▶ [Your task]
Which lines below contain the word "Some"? Copy each of them.

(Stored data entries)
..............................

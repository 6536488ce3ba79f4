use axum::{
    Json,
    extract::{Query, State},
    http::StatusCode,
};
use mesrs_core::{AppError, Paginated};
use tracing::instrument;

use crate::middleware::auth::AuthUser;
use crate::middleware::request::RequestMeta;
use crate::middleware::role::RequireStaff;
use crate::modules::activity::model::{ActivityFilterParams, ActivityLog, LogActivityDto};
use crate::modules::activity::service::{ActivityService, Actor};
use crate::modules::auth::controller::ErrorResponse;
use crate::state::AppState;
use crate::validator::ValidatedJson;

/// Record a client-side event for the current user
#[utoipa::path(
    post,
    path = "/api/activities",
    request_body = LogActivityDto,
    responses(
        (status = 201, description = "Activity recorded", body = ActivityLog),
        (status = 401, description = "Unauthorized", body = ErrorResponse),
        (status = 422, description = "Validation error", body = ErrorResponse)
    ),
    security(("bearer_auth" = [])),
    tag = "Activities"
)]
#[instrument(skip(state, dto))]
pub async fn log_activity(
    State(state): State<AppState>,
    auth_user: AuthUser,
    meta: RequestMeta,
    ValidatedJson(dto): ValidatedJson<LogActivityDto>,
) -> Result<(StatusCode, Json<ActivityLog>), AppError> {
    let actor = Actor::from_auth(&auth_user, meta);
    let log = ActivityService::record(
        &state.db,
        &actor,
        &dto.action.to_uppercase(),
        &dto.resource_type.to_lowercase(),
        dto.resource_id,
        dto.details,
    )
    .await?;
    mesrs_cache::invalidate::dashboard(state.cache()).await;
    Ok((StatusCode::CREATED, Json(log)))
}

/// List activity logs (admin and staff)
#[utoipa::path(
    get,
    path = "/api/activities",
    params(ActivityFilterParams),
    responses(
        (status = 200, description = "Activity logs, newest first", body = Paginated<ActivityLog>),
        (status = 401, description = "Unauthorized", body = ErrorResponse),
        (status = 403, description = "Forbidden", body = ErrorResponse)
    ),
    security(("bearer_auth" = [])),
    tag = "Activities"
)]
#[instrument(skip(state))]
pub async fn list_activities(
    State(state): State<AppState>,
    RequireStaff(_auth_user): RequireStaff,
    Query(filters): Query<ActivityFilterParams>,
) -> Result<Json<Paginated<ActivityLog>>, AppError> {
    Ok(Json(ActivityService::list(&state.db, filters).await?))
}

..............................

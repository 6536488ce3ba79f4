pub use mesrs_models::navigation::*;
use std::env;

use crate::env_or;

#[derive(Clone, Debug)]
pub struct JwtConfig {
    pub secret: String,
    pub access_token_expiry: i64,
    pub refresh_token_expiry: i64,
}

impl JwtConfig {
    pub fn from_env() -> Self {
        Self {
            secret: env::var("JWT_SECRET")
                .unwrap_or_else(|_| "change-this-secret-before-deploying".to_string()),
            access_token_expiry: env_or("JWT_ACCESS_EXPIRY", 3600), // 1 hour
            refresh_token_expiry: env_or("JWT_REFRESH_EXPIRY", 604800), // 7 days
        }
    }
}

..............................

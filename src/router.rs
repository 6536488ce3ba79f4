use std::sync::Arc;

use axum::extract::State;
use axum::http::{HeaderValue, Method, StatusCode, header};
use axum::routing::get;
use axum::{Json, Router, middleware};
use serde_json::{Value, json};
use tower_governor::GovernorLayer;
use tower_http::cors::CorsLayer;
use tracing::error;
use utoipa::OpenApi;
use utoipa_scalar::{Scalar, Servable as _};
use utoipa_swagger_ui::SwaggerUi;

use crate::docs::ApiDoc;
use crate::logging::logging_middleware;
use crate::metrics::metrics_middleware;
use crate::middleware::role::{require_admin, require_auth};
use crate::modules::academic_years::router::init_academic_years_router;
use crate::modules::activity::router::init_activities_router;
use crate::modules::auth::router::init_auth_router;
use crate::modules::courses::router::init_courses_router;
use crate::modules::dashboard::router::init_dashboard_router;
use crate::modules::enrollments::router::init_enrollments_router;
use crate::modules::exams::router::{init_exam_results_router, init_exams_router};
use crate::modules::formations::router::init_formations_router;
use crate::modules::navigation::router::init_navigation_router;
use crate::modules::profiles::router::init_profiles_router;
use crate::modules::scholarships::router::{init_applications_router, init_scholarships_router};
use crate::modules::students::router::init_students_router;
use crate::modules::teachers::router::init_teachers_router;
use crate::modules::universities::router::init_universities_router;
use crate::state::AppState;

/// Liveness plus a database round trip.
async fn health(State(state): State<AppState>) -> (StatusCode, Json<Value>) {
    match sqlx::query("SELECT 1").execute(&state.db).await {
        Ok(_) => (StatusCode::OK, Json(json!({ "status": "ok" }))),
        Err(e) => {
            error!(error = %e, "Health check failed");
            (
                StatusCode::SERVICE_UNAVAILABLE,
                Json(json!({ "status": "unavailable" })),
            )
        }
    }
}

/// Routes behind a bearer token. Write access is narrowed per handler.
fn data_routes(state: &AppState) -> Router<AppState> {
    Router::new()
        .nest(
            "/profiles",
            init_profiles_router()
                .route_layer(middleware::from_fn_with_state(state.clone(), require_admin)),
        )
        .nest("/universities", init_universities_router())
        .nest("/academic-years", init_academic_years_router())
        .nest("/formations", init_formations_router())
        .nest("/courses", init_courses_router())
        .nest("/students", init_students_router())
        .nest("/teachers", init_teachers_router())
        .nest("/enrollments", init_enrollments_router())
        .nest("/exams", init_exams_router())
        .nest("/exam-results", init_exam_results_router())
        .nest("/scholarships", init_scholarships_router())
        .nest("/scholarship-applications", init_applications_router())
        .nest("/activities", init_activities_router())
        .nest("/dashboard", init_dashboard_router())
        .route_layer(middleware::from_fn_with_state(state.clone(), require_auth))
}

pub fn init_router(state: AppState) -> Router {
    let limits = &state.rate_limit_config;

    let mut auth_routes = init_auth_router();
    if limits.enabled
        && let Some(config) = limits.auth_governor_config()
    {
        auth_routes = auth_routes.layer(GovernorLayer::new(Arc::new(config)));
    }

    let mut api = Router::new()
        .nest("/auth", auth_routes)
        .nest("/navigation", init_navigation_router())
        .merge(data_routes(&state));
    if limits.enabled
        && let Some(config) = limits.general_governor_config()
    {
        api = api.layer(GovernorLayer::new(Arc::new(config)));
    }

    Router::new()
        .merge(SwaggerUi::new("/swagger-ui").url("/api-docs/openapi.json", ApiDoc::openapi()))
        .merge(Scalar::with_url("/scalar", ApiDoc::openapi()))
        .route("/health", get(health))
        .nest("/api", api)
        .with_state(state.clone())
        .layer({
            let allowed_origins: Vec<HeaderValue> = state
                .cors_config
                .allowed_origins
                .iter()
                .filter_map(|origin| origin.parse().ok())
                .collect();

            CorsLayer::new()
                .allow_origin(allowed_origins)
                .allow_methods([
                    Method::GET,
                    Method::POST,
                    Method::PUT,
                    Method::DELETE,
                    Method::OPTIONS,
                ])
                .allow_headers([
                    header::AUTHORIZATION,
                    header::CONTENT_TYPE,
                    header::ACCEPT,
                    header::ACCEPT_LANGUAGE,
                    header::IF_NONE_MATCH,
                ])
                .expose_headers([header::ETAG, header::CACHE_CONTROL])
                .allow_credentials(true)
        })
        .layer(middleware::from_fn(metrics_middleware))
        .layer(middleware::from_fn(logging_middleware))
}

..............................

▶ [Output for this task]
        && let Some(config) = limits.auth_governor_config()
        && let Some(config) = limits.general_governor_config()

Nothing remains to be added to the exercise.